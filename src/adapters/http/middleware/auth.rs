//! HTTP Basic authentication middleware.
//!
//! Only the gateway calls this service, and it does so with the shared
//! gateway credentials. Requests without them are rejected before reaching
//! a handler.
//!
//! # Example
//!
//! ```ignore
//! use axum::{Router, routing::get, middleware};
//! use std::sync::Arc;
//!
//! let credentials = Arc::new(GatewayCredentials::new("gateway", "secret"));
//!
//! let app = Router::new()
//!     .route("/assessment/:patient_id", get(get_assessment))
//!     .route_layer(middleware::from_fn_with_state(credentials, basic_auth_middleware));
//! ```

use std::sync::Arc;

use axum::{
    extract::{Request, State},
    http::{header, StatusCode},
    middleware::Next,
    response::{IntoResponse, Response},
    Json,
};

use crate::adapters::gateway::GatewayCredentials;
use crate::adapters::http::assessment::ErrorResponse;

const CHALLENGE: &str = r#"Basic realm="diabetes-assessment""#;

/// Rejects requests whose `Authorization` header does not carry the
/// gateway credentials with 401 and a Basic challenge.
pub async fn basic_auth_middleware(
    State(credentials): State<Arc<GatewayCredentials>>,
    request: Request,
    next: Next,
) -> Response {
    let authorized = request
        .headers()
        .get(header::AUTHORIZATION)
        .and_then(|h| h.to_str().ok())
        .map(|h| credentials.verify_basic_header(h))
        .unwrap_or(false);

    if authorized {
        return next.run(request).await;
    }

    tracing::warn!(
        method = %request.method(),
        uri = %request.uri(),
        "Rejected request without valid gateway credentials"
    );
    (
        StatusCode::UNAUTHORIZED,
        [(header::WWW_AUTHENTICATE, CHALLENGE)],
        Json(ErrorResponse::unauthorized()),
    )
        .into_response()
}

#[cfg(test)]
mod tests {
    use super::*;
    use axum::{body::Body, http::Request as HttpRequest, middleware, routing::get, Router};
    use tower::ServiceExt;

    fn app() -> Router {
        let credentials = Arc::new(GatewayCredentials::new("gateway", "gateway-secret"));
        Router::new()
            .route("/protected", get(|| async { "ok" }))
            .route_layer(middleware::from_fn_with_state(credentials, basic_auth_middleware))
    }

    async fn status_for(authorization: Option<&str>) -> StatusCode {
        let mut builder = HttpRequest::builder().uri("/protected");
        if let Some(value) = authorization {
            builder = builder.header(header::AUTHORIZATION, value);
        }
        app()
            .oneshot(builder.body(Body::empty()).unwrap())
            .await
            .unwrap()
            .status()
    }

    #[tokio::test]
    async fn valid_credentials_pass() {
        let header = GatewayCredentials::new("gateway", "gateway-secret").basic_header();
        assert_eq!(status_for(Some(&header)).await, StatusCode::OK);
    }

    #[tokio::test]
    async fn missing_header_is_unauthorized() {
        assert_eq!(status_for(None).await, StatusCode::UNAUTHORIZED);
    }

    #[tokio::test]
    async fn wrong_password_is_unauthorized() {
        let header = GatewayCredentials::new("gateway", "nope").basic_header();
        assert_eq!(status_for(Some(&header)).await, StatusCode::UNAUTHORIZED);
    }

    #[tokio::test]
    async fn bearer_token_is_unauthorized() {
        assert_eq!(status_for(Some("Bearer abc")).await, StatusCode::UNAUTHORIZED);
    }
}
//! In-process adapters: fixed readers and clocks.

mod clock;
mod readers;

pub use clock::{FixedClock, SystemClock};
pub use readers::{InMemoryNoteReader, InMemoryPatientReader};
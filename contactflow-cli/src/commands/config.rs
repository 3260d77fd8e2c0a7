//! Configuration CLI commands.

use std::path::Path;

use clap::Subcommand;
use contactflow::config::ConfigFile;

use crate::error::CliError;

/// Config subcommands.
#[derive(Debug, Subcommand)]
pub enum ConfigCommands {
    /// Show the effective configuration
    Show,

    /// Show the configuration file path
    Path,
}

/// Run a config subcommand.
pub fn run(
    command: ConfigCommands,
    explicit_path: Option<&Path>,
    config: &ConfigFile,
) -> Result<(), CliError> {
    match command {
        ConfigCommands::Show => run_show(config),
        ConfigCommands::Path => run_path(explicit_path),
    }
}

fn run_show(config: &ConfigFile) -> Result<(), CliError> {
    let datasource = &config.datasource;
    println!("[datasource]");
    match datasource.timeout {
        Some(timeout) => println!("  timeout_secs = {}", timeout.as_secs()),
        None => println!("  timeout_secs = (none)"),
    }
    println!("  merge_policy = {}", datasource.merge_policy);
    println!("  processing = {}", datasource.processing);
    println!();
    println!("[logging]");
    println!("  level = {}", config.logging.level);
    match &config.logging.file {
        Some(file) => println!("  file = {}", file.display()),
        None => println!("  file = (not set)"),
    }
    Ok(())
}

fn run_path(explicit_path: Option<&Path>) -> Result<(), CliError> {
    match explicit_path
        .map(Path::to_path_buf)
        .or_else(ConfigFile::default_path)
    {
        Some(path) => println!("{}", path.display()),
        None => println!("(no config directory on this platform)"),
    }
    Ok(())
}
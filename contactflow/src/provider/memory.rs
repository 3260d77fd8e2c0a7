//! In-memory provider.

use std::time::Duration;

use tokio_util::sync::CancellationToken;

use super::{BoxFuture, Provider, ProviderError};
use crate::record::Record;

/// Provider that returns a fixed set of records.
///
/// Useful for tests, fixtures, and composing with [`GatedProvider`]. An
/// optional delay simulates a slow backing store.
///
/// [`GatedProvider`]: super::GatedProvider
#[derive(Debug, Clone)]
pub struct StaticProvider {
    name: String,
    records: Vec<Record>,
    delay: Option<Duration>,
}

impl StaticProvider {
    pub fn new(name: impl Into<String>, records: Vec<Record>) -> Self {
        Self {
            name: name.into(),
            records,
            delay: None,
        }
    }

    /// Waits `delay` before returning records from each attempt.
    pub fn with_delay(mut self, delay: Duration) -> Self {
        self.delay = Some(delay);
        self
    }
}

impl Provider for StaticProvider {
    fn name(&self) -> &str {
        &self.name
    }

    fn acquire<'a>(
        &'a self,
        cancel: &'a CancellationToken,
    ) -> BoxFuture<'a, Result<Vec<Record>, ProviderError>> {
        Box::pin(async move {
            if let Some(delay) = self.delay {
                tokio::select! {
                    _ = cancel.cancelled() => return Err(ProviderError::Cancelled),
                    _ = tokio::time::sleep(delay) => {}
                }
            }
            Ok(self.records.clone())
        })
    }
}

▶ _Work request_: Please write out, exactly as they appear above, only the lines in the stretch from the line with "the effective configuration" through the line with "tests, fixtures, and".

▶ _Output of the exercise_:
    /// Show the effective configuration
    Show,

    /// Show the configuration file path
    Path,
}

/// Run a config subcommand.
pub fn run(
    command: ConfigCommands,
    explicit_path: Option<&Path>,
    config: &ConfigFile,
) -> Result<(), CliError> {
    match command {
        ConfigCommands::Show => run_show(config),
        ConfigCommands::Path => run_path(explicit_path),
    }
}

fn run_show(config: &ConfigFile) -> Result<(), CliError> {
    let datasource = &config.datasource;
    println!("[datasource]");
    match datasource.timeout {
        Some(timeout) => println!("  timeout_secs = {}", timeout.as_secs()),
        None => println!("  timeout_secs = (none)"),
    }
    println!("  merge_policy = {}", datasource.merge_policy);
    println!("  processing = {}", datasource.processing);
    println!();
    println!("[logging]");
    println!("  level = {}", config.logging.level);
    match &config.logging.file {
        Some(file) => println!("  file = {}", file.display()),
        None => println!("  file = (not set)"),
    }
    Ok(())
}

fn run_path(explicit_path: Option<&Path>) -> Result<(), CliError> {
    match explicit_path
        .map(Path::to_path_buf)
        .or_else(ConfigFile::default_path)
    {
        Some(path) => println!("{}", path.display()),
        None => println!("(no config directory on this platform)"),
    }
    Ok(())
}
filename contactflow/src/provider/memory.rs
repository 3260d77fd8e2c0a7
//! In-memory provider.

use std::time::Duration;

use tokio_util::sync::CancellationToken;

use super::{BoxFuture, Provider, ProviderError};
use crate::record::Record;

/// Provider that returns a fixed set of records.
///
/// Useful for tests, fixtures, and composing with [`GatedProvider`]. An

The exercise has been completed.